Defined Benefit

Major UK employers have been criticised by MPs for failing to ensure pension payments keep up with inflation.

In a parliamentary debate last week, outspoken MP Alistair Carmichael said that “a fundamental point of fairness is at stake” as several major companies had stopped paying their retired members in line with inflation.

Carmichael, the Liberal Democrat MP for Orkney and Shetland, gave an impassioned speech to the House of Commons calling for companies including BP, Shell and others to reinstate discretionary inflation-linked pension increases for scheme members with benefits accrued prior to 1997.

Carmichael said: “It pains me to say it. What might have started with the oil and gas companies, is clearly going much wider...

“It is worth reminding the House that a fundamental point of fairness is at stake here. When one is past retirement age, one no longer has the choices one has when one is of working age.

“If someone in employment is unhappy with the money they get for the work they do, they can look around and find another job, or they may choose to retrain and do something else more profitable.

“Once someone is of retirement age, they no longer have that choice and flexibility, which is why it has long been established as a matter of public policy that the beneficiaries of pension schemes require protection. After all, this is simply deferred income, with our being paid later, after we have stopped working, for the service we have done.

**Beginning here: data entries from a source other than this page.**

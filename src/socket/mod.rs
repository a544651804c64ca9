pub mod dial;
pub mod pool;
pub mod stream;

pub use dial::{Destination, Dialer, NetDialer, Scheme};
pub use pool::{ConnectionPool, PooledConn};
pub use stream::{BoxedStream, Transport};
//! Transport polymorphism.
//!
//! A dialed connection is either plain TCP or TLS over TCP, and tests swap in
//! in-memory pipes. All of them are handled uniformly as a boxed
//! [`Transport`].

use tokio::io::{AsyncRead, AsyncWrite};

/// Any bidirectional byte stream a connection can run over.
pub trait Transport: AsyncRead + AsyncWrite + Unpin + Send + 'static {}

impl<T: AsyncRead + AsyncWrite + Unpin + Send + 'static> Transport for T {}

/// An open transport connection, type-erased.
pub type BoxedStream = Box<dyn Transport>;
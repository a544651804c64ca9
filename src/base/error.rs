use thiserror::Error;

/// Crate-wide error taxonomy.
///
/// Variants carry only what tests and callers need to branch on; all of them
/// are `Clone + PartialEq` so a slot can hand the same error to every request
/// it owned when a connection dies mid-pipeline.
#[derive(Debug, Error, Clone, PartialEq, Eq)]
pub enum Error {
    // Transport errors
    #[error("dial failed: {0}")]
    Dial(String),
    #[error("TLS handshake failed: {0}")]
    Tls(String),
    #[error("connect timed out")]
    ConnectTimedOut,
    #[error("write failed: {0}")]
    Write(String),
    #[error("read failed: {0}")]
    Read(String),
    #[error("connection closed")]
    ConnectionClosed,

    // Capacity errors
    #[error("too many pending requests")]
    PipelineOverflow,

    // Timeout errors
    #[error("response read timed out")]
    ReadTimedOut,

    // Protocol/framing errors
    #[error("malformed response: {0}")]
    MalformedResponse(String),
    #[error("invalid chunked encoding")]
    InvalidChunkedEncoding,
    #[error("content decoding failed: {0}")]
    ContentDecoding(String),

    // Caller-usage errors
    #[error("invalid url: {0}")]
    InvalidUrl(String),
    #[error("connection was not checked out from this pool")]
    ForeignConnection,
}

impl Error {
    /// True for errors raised by the transport itself rather than by
    /// protocol content or caller misuse.
    pub fn is_transport(&self) -> bool {
        matches!(
            self,
            Error::Dial(_)
                | Error::Tls(_)
                | Error::ConnectTimedOut
                | Error::Write(_)
                | Error::Read(_)
                | Error::ConnectionClosed
        )
    }
}
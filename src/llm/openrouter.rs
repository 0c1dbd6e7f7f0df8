//! OpenRouter API client implementation with automatic retry for transient errors.

use async_trait::async_trait;
use reqwest::Client;
use serde::{Deserialize, Serialize};
use std::time::{Duration, Instant};

use super::error::{classify_http_status, LlmError, LlmErrorKind, RetryConfig};
use super::{ChatMessage, ModelCaller, ModelRequest, ResponseShape, Role};

const OPENROUTER_API_URL: &str = "https://openrouter.ai/api/v1/chat/completions";

/// Per-request timeout; a hung request must resolve as a failure so the
/// owning pipeline stage can proceed.
const REQUEST_TIMEOUT: Duration = Duration::from_secs(120);

/// OpenRouter API client with automatic retry for transient errors.
pub struct OpenRouterClient {
    client: Client,
    api_key: String,
    retry_config: RetryConfig,
}

impl OpenRouterClient {
    /// Create a new OpenRouter client with default retry configuration.
    pub fn new(api_key: String) -> Self {
        Self::with_retry_config(api_key, RetryConfig::default())
    }

    /// Create a new OpenRouter client with custom retry configuration.
    pub fn with_retry_config(api_key: String, retry_config: RetryConfig) -> Self {
        let client = Client::builder()
            .timeout(REQUEST_TIMEOUT)
            .build()
            .unwrap_or_else(|_| Client::new());
        Self {
            client,
            api_key,
            retry_config,
        }
    }

    /// Parse Retry-After header if present.
    fn parse_retry_after(headers: &reqwest::header::HeaderMap) -> Option<Duration> {
        headers
            .get("retry-after")
            .and_then(|v| v.to_str().ok())
            .and_then(|s| s.parse::<u64>().ok().map(Duration::from_secs))
    }

    /// Create an LlmError from HTTP response status and body.
    fn create_error(
        status: reqwest::StatusCode,
        body: &str,
        retry_after: Option<Duration>,
    ) -> LlmError {
        let status_code = status.as_u16();
        match classify_http_status(status_code) {
            LlmErrorKind::RateLimited => LlmError::rate_limited(body.to_string(), retry_after),
            LlmErrorKind::ClientError => LlmError::client_error(status_code, body.to_string()),
            _ => LlmError::server_error(status_code, body.to_string()),
        }
    }

    /// Execute a single request without retry.
    async fn execute_request(&self, request: &OpenRouterRequest) -> Result<String, LlmError> {
        let response = match self
            .client
            .post(OPENROUTER_API_URL)
            .header("Authorization", format!("Bearer {}", self.api_key))
            .header("Content-Type", "application/json")
            .header("HTTP-Referer", "https://github.com/snapsolve")
            .header("X-Title", "Snapsolve")
            .json(request)
            .send()
            .await
        {
            Ok(r) => r,
            Err(e) => {
                if e.is_timeout() {
                    return Err(LlmError::network_error(format!("Request timeout: {}", e)));
                } else if e.is_connect() {
                    return Err(LlmError::network_error(format!("Connection failed: {}", e)));
                } else {
                    return Err(LlmError::network_error(format!("Request failed: {}", e)));
                }
            }
        };

        let status = response.status();
        let retry_after = Self::parse_retry_after(response.headers());
        let body = response.text().await.unwrap_or_default();

        if !status.is_success() {
            return Err(Self::create_error(status, &body, retry_after));
        }

        let parsed: OpenRouterResponse = serde_json::from_str(&body).map_err(|e| {
            LlmError::parse_error(format!("Failed to parse response: {}, body: {}", e, body))
        })?;

        let choice = parsed
            .choices
            .into_iter()
            .next()
            .ok_or_else(|| LlmError::parse_error("No choices in response".to_string()))?;

        choice
            .message
            .content
            .ok_or_else(|| LlmError::parse_error("Empty completion content".to_string()))
    }

    /// Execute a request with automatic retry for transient errors.
    async fn execute_with_retry(&self, request: &OpenRouterRequest) -> Result<String, LlmError> {
        let start = Instant::now();
        let mut attempt = 0;
        let mut last_error: Option<LlmError> = None;

        loop {
            if start.elapsed() > self.retry_config.max_retry_duration {
                return Err(last_error.unwrap_or_else(|| {
                    LlmError::network_error("Max retry duration exceeded".to_string())
                }));
            }

            match self.execute_request(request).await {
                Ok(content) => {
                    if attempt > 0 {
                        tracing::info!(
                            "Request succeeded after {} retries (total time: {:?})",
                            attempt,
                            start.elapsed()
                        );
                    }
                    return Ok(content);
                }
                Err(error) => {
                    let should_retry = self.retry_config.should_retry(&error)
                        && attempt < self.retry_config.max_retries;

                    if !should_retry {
                        tracing::error!("Request failed (non-retryable or exhausted): {}", error);
                        return Err(error);
                    }

                    let delay = error.suggested_delay(attempt);
                    let remaining = self
                        .retry_config
                        .max_retry_duration
                        .saturating_sub(start.elapsed());
                    let actual_delay = delay.min(remaining);

                    if actual_delay.is_zero() {
                        tracing::warn!(
                            "Retry attempt {} failed, no time remaining: {}",
                            attempt + 1,
                            error
                        );
                        return Err(error);
                    }

                    tracing::warn!(
                        "Retry attempt {} failed with {}, retrying in {:?}: {}",
                        attempt + 1,
                        error.kind,
                        actual_delay,
                        error.message
                    );

                    tokio::time::sleep(actual_delay).await;
                    attempt += 1;
                    last_error = Some(error);
                }
            }
        }
    }
}

#[async_trait]
impl ModelCaller for OpenRouterClient {
    async fn ask(&self, request: &ModelRequest) -> Result<String, LlmError> {
        let messages = vec![
            ChatMessage::new(Role::System, request.system_prompt.clone()),
            ChatMessage::user_with_images(request.user_prompt.clone(), &request.images),
        ];

        let wire = OpenRouterRequest {
            model: request.model.clone(),
            messages,
            response_format: match request.shape {
                ResponseShape::Json => Some(ResponseFormat {
                    format_type: "json_object".to_string(),
                }),
                ResponseShape::Text => None,
            },
            temperature: Some(0.0),
        };

        tracing::debug!(
            "Sending request to OpenRouter: model={}, images={}",
            request.model,
            request.images.len()
        );

        self.execute_with_retry(&wire).await
    }
}

/// OpenRouter API request format.
#[derive(Debug, Serialize)]
struct OpenRouterRequest {
    model: String,
    messages: Vec<ChatMessage>,
    #[serde(skip_serializing_if = "Option::is_none")]
    response_format: Option<ResponseFormat>,
    #[serde(skip_serializing_if = "Option::is_none")]
    temperature: Option<f64>,
}

/// Structured-output hint (OpenAI-compatible).
#[derive(Debug, Serialize)]
struct ResponseFormat {
    #[serde(rename = "type")]
    format_type: String,
}

/// OpenRouter API response format.
#[derive(Debug, Deserialize)]
struct OpenRouterResponse {
    choices: Vec<OpenRouterChoice>,
}

/// A choice in the OpenRouter response.
#[derive(Debug, Deserialize)]
struct OpenRouterChoice {
    message: OpenRouterMessage,
}

/// Message in OpenRouter response.
#[derive(Debug, Deserialize)]
struct OpenRouterMessage {
    content: Option<String>,
}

“It is a fundamental aspect of that protection that it should take as its starting point the undertakings that were given.”

Discretionary increases

Former employees of BP, Shell, ExxonMobil, Hewlett Packard and others have been lobbying MPs for some time after these companies decided not to pay pensions in line with inflation. All were mentioned in the debate.

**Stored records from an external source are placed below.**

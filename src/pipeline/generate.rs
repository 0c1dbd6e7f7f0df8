//! Concurrent solution-generation fan-out.
//!
//! One candidate per roster entry, all generated concurrently. Candidate
//! failures are captured as values inside their own slot and never cross the
//! fan-out boundary. After every slot state transition the full candidate
//! array is re-emitted to the observer, so it always sees a complete
//! snapshot, never a partial diff.

use std::sync::{Arc, Mutex};

use futures::future::join_all;
use serde::{Deserialize, Serialize};

use super::problem::{ProblemExample, ProblemStatement};
use super::strip_json_fences;
use crate::llm::{ModelCaller, ModelRequest, ResponseShape};
use crate::prompts;
use crate::sandbox::SandboxSpawner;

/// Candidate lifecycle status.
#[derive(Debug, Clone, Copy, PartialEq, Eq, Serialize, Deserialize)]
#[serde(rename_all = "lowercase")]
pub enum CandidateStatus {
    Pending,
    Running,
    Succeeded,
    Failed,
}

impl CandidateStatus {
    pub fn is_terminal(&self) -> bool {
        matches!(self, CandidateStatus::Succeeded | CandidateStatus::Failed)
    }
}

/// One generation attempt's outcome.
///
/// `slot` is a fixed identity for the lifetime of the run; `tests_total` is
/// set to the example count at creation and never changes.
#[derive(Debug, Clone, Serialize, Deserialize)]
#[serde(rename_all = "camelCase")]
pub struct SolutionCandidate {
    pub slot: usize,
    pub status: CandidateStatus,
    #[serde(skip_serializing_if = "Option::is_none")]
    pub approach: Option<String>,
    #[serde(skip_serializing_if = "Option::is_none")]
    pub code: Option<String>,
    #[serde(skip_serializing_if = "Option::is_none")]
    pub time_complexity: Option<String>,
    #[serde(skip_serializing_if = "Option::is_none")]
    pub space_complexity: Option<String>,
    pub tests_passed: u32,
    pub tests_total: u32,
    #[serde(skip_serializing_if = "Option::is_none")]
    pub error: Option<String>,
}

impl SolutionCandidate {
    fn pending(slot: usize, tests_total: u32) -> Self {
        Self {
            slot,
            status: CandidateStatus::Pending,
            approach: None,
            code: None,
            time_complexity: None,
            space_complexity: None,
            tests_passed: 0,
            tests_total,
            error: None,
        }
    }
}

/// Wire shape of one generation response.
#[derive(Debug, Deserialize)]
#[serde(rename_all = "camelCase")]
struct GeneratedSolution {
    approach: String,
    code: String,
    #[serde(default = "not_available")]
    time_complexity: String,
    #[serde(default = "not_available")]
    space_complexity: String,
}

fn not_available() -> String {
    "N/A".to_string()
}

/// Observer callback receiving the full candidate array after each transition.
pub type CandidateUpdateFn<'a> = &'a (dyn Fn(&[SolutionCandidate]) + Send + Sync);

/// Fans out N concurrent generation attempts against a fixed model roster.
pub struct SolutionGenerator {
    caller: Arc<dyn ModelCaller>,
    spawner: Arc<dyn SandboxSpawner>,
    roster: Vec<String>,
}

impl SolutionGenerator {
    pub fn new(
        caller: Arc<dyn ModelCaller>,
        spawner: Arc<dyn SandboxSpawner>,
        roster: Vec<String>,
    ) -> Self {
        Self {
            caller,
            spawner,
            roster,
        }
    }

    /// Generate one candidate per roster entry, all concurrently.
    ///
    /// The returned array always has exactly roster-length entries, each with
    /// a terminal status, regardless of how many underlying calls errored.
    pub async fn generate(
        &self,
        statement: &ProblemStatement,
        on_update: CandidateUpdateFn<'_>,
    ) -> Vec<SolutionCandidate> {
        let tests_total = statement.examples.len() as u32;
        let slots: Arc<Mutex<Vec<SolutionCandidate>>> = Arc::new(Mutex::new(
            (0..self.roster.len())
                .map(|slot| SolutionCandidate::pending(slot, tests_total))
                .collect(),
        ));

        let tasks = self.roster.iter().enumerate().map(|(slot, model)| {
            let slots = Arc::clone(&slots);
            async move {
                update_slot(&slots, slot, |c| c.status = CandidateStatus::Running);
                emit(&slots, on_update);

                match self.attempt(model, statement).await {
                    Ok(solution) => {
                        update_slot(&slots, slot, |c| {
                            c.status = CandidateStatus::Succeeded;
                            c.approach = Some(solution.approach.clone());
                            c.code = Some(solution.code.clone());
                            c.time_complexity = Some(solution.time_complexity.clone());
                            c.space_complexity = Some(solution.space_complexity.clone());
                        });
                        emit(&slots, on_update);

                        if !statement.examples.is_empty() {
                            self.run_examples(
                                slot,
                                &solution.code,
                                &statement.examples,
                                &slots,
                                on_update,
                            )
                            .await;
                        }
                    }
                    Err(message) => {
                        tracing::warn!("Candidate {} ({}) failed: {}", slot, model, message);
                        update_slot(&slots, slot, |c| {
                            c.status = CandidateStatus::Failed;
                            c.error = Some(message);
                        });
                        emit(&slots, on_update);
                    }
                }
            }
        });

        join_all(tasks).await;

        let result = lock(&slots).clone();
        result
    }

    /// One generation attempt: a single model call plus response parsing.
    /// All failure modes collapse into a message string for the slot.
    async fn attempt(
        &self,
        model: &str,
        statement: &ProblemStatement,
    ) -> Result<GeneratedSolution, String> {
        let request = ModelRequest::new(
            &[],
            prompts::GENERATE_SYSTEM,
            prompts::generate_user(statement),
            model,
            ResponseShape::Json,
        );

        let response = self
            .caller
            .ask(&request)
            .await
            .map_err(|e| format!("generation call failed: {}", e))?;

        let solution: GeneratedSolution = serde_json::from_str(strip_json_fences(&response))
            .map_err(|e| format!("malformed generation response: {}", e))?;

        if solution.code.trim().is_empty() {
            return Err("generation response has empty code".to_string());
        }
        Ok(solution)
    }

    /// Run the candidate's code once per example in a fresh sandbox.
    ///
    /// A sandbox load failure leaves `tests_passed` at zero but does not fail
    /// the candidate; the generated code may still be a valid answer even if
    /// it cannot be executed locally.
    async fn run_examples(
        &self,
        slot: usize,
        code: &str,
        examples: &[ProblemExample],
        slots: &Mutex<Vec<SolutionCandidate>>,
        on_update: CandidateUpdateFn<'_>,
    ) {
        let mut sandbox = self.spawner.spawn();
        if let Err(e) = sandbox.load(code).await {
            tracing::warn!("Candidate {} sandbox load failed: {}", slot, e);
            return;
        }

        for (index, example) in examples.iter().enumerate() {
            let passed = match sandbox.run(&example.input).await {
                Ok(output) => {
                    let passed = output.stdout.trim() == example.output.trim();
                    if !passed && !output.stderr.is_empty() {
                        tracing::debug!(
                            "Candidate {} example {} stderr: {}",
                            slot,
                            index,
                            output.stderr.trim()
                        );
                    }
                    passed
                }
                Err(e) => {
                    tracing::debug!("Candidate {} example {} errored: {}", slot, index, e);
                    false
                }
            };
            if passed {
                update_slot(slots, slot, |c| c.tests_passed += 1);
            }
            emit(slots, on_update);
        }
    }
}

/// Lock the candidate array, tolerating poisoning from a panicked peer task.
fn lock(slots: &Mutex<Vec<SolutionCandidate>>) -> std::sync::MutexGuard<'_, Vec<SolutionCandidate>> {
    slots.lock().unwrap_or_else(|e| e.into_inner())
}

/// Mutate exactly one slot. Each task only ever touches its own index.
fn update_slot(
    slots: &Mutex<Vec<SolutionCandidate>>,
    slot: usize,
    f: impl FnOnce(&mut SolutionCandidate),
) {
    let mut guard = lock(slots);
    if let Some(candidate) = guard.get_mut(slot) {
        f(candidate);
    }
}

/// Snapshot the full array under the lock, then emit outside it.
fn emit(slots: &Mutex<Vec<SolutionCandidate>>, on_update: CandidateUpdateFn<'_>) {
    let snapshot = lock(slots).clone();
    on_update(&snapshot);
}

#[cfg(test)]
mod tests {
    use super::*;
    use crate::pipeline::testutil::{BrokenLoadSpawner, FactorialSpawner, ScriptedCaller};
    use crate::pipeline::ProblemExample;

    fn statement_with_examples(examples: Vec<ProblemExample>) -> ProblemStatement {
        ProblemStatement {
            title: "Factorial".to_string(),
            description: "Compute n!".to_string(),
            examples,
            constraints: vec![],
            follow_up: None,
        }
    }

    fn generation_json(code: &str) -> String {
        serde_json::to_string(&serde_json::json!({
            "approach": "iterate",
            "code": code,
            "timeComplexity": "O(n)",
            "spaceComplexity": "O(1)"
        }))
        .unwrap()
    }

    #[tokio::test]
    async fn test_fanout_yields_n_terminal_candidates() {
        let caller = Arc::new(ScriptedCaller::new());
        caller.script("generate:m0", Ok(generation_json("factorial-correct")));
        caller.script(
            "generate:m1",
            Err(crate::llm::LlmError::network_error("boom".into())),
        );
        caller.script("generate:m2", Ok("not json at all".to_string()));

        let generator = SolutionGenerator::new(
            caller,
            Arc::new(FactorialSpawner),
            vec!["m0".into(), "m1".into(), "m2".into()],
        );

        let statement = statement_with_examples(vec![]);
        let candidates = generator.generate(&statement, &|_| {}).await;

        assert_eq!(candidates.len(), 3);
        for (i, c) in candidates.iter().enumerate() {
            assert_eq!(c.slot, i);
            assert!(c.status.is_terminal());
        }
        assert_eq!(candidates[0].status, CandidateStatus::Succeeded);
        assert_eq!(candidates[1].status, CandidateStatus::Failed);
        assert!(candidates[1].error.as_deref().unwrap().contains("boom"));
        assert_eq!(candidates[2].status, CandidateStatus::Failed);
    }

    #[tokio::test]
    async fn test_correct_factorial_passes_example() {
        let caller = Arc::new(ScriptedCaller::new());
        caller.script("generate:m0", Ok(generation_json("factorial-correct")));

        let generator =
            SolutionGenerator::new(caller, Arc::new(FactorialSpawner), vec!["m0".into()]);

        let statement = statement_with_examples(vec![ProblemExample {
            input: "5".to_string(),
            output: "120".to_string(),
            explanation: None,
        }]);
        let candidates = generator.generate(&statement, &|_| {}).await;

        assert_eq!(candidates[0].status, CandidateStatus::Succeeded);
        assert_eq!(candidates[0].tests_passed, 1);
        assert_eq!(candidates[0].tests_total, 1);
    }

    #[tokio::test]
    async fn test_buggy_factorial_fails_example() {
        let caller = Arc::new(ScriptedCaller::new());
        caller.script("generate:m0", Ok(generation_json("factorial-off-by-one")));

        let generator =
            SolutionGenerator::new(caller, Arc::new(FactorialSpawner), vec!["m0".into()]);

        let statement = statement_with_examples(vec![ProblemExample {
            input: "5".to_string(),
            output: "120".to_string(),
            explanation: None,
        }]);
        let candidates = generator.generate(&statement, &|_| {}).await;

        assert_eq!(candidates[0].status, CandidateStatus::Succeeded);
        assert_eq!(candidates[0].tests_passed, 0);
        assert_eq!(candidates[0].tests_total, 1);
    }

    #[tokio::test]
    async fn test_every_update_is_a_full_snapshot() {
        let caller = Arc::new(ScriptedCaller::new());
        caller.script("generate:m0", Ok(generation_json("factorial-correct")));
        caller.script("generate:m1", Ok(generation_json("factorial-correct")));

        let generator = SolutionGenerator::new(
            caller,
            Arc::new(FactorialSpawner),
            vec!["m0".into(), "m1".into()],
        );

        let statement = statement_with_examples(vec![ProblemExample {
            input: "3".to_string(),
            output: "6".to_string(),
            explanation: None,
        }]);

        let snapshots: Mutex<Vec<Vec<SolutionCandidate>>> = Mutex::new(Vec::new());
        let candidates = generator
            .generate(&statement, &|snapshot| {
                snapshots.lock().unwrap().push(snapshot.to_vec());
            })
            .await;

        let snapshots = snapshots.into_inner().unwrap();
        // 2 slots x (running + succeeded + one test result) = 6 emissions.
        assert_eq!(snapshots.len(), 6);
        for snapshot in &snapshots {
            assert_eq!(snapshot.len(), 2);
            assert_eq!(snapshot[0].slot, 0);
            assert_eq!(snapshot[1].slot, 1);
        }
        assert_eq!(candidates[0].tests_passed, 1);
        assert_eq!(candidates[1].tests_passed, 1);
    }

    #[tokio::test]
    async fn test_sandbox_load_failure_keeps_candidate_succeeded() {
        let caller = Arc::new(ScriptedCaller::new());
        caller.script("generate:m0", Ok(generation_json("factorial-correct")));

        let generator =
            SolutionGenerator::new(caller, Arc::new(BrokenLoadSpawner), vec!["m0".into()]);

        let statement = statement_with_examples(vec![ProblemExample {
            input: "5".to_string(),
            output: "120".to_string(),
            explanation: None,
        }]);
        let candidates = generator.generate(&statement, &|_| {}).await;

        // The code may still be a valid answer even when it cannot be run
        // locally: no tests pass, but the candidate does not fail.
        assert_eq!(candidates[0].status, CandidateStatus::Succeeded);
        assert_eq!(candidates[0].tests_passed, 0);
        assert_eq!(candidates[0].tests_total, 1);
        assert!(candidates[0].error.is_none());
    }

    #[tokio::test]
    async fn test_missing_required_field_fails_candidate() {
        let caller = Arc::new(ScriptedCaller::new());
        caller.script("generate:m0", Ok(r#"{"approach": "no code here"}"#.to_string()));

        let generator =
            SolutionGenerator::new(caller, Arc::new(FactorialSpawner), vec!["m0".into()]);

        let statement = statement_with_examples(vec![]);
        let candidates = generator.generate(&statement, &|_| {}).await;

        assert_eq!(candidates[0].status, CandidateStatus::Failed);
        assert!(candidates[0]
            .error
            .as_deref()
            .unwrap()
            .contains("malformed generation response"));
    }
}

Statutory increases only apply to benefits accrued after April 1997. However, the government’s recent proposal to allow schemes greater access to surplus funds has led to a debate about who should benefit.

Carmichael argued that companies would have given their staff “vigorous encouragement” to join pension schemes, including telling staff the benefits of an income later in life that was protected against inflation.

He said: “The people who run those companies should understand that we are watching what they are doing, that they have an obligation to treat their former workers and their pensioners fairly and that, if they do not have it within themselves to do that, we in parliament and in government will make sure that they have to.”

Shell and BP have refused discretionary increases to pensioners since MPs last debated the issue in January this year, Carmichael added.

‘Raw deal’ on indexation

Meanwhile, Allan Dorans, MP for Ayr, Carrick and Cumnock, used the debate to raise concerns over Hewlett Packard, which affects more than 1,500 people living in his constituency of Ayr, Carrick and Cumnock.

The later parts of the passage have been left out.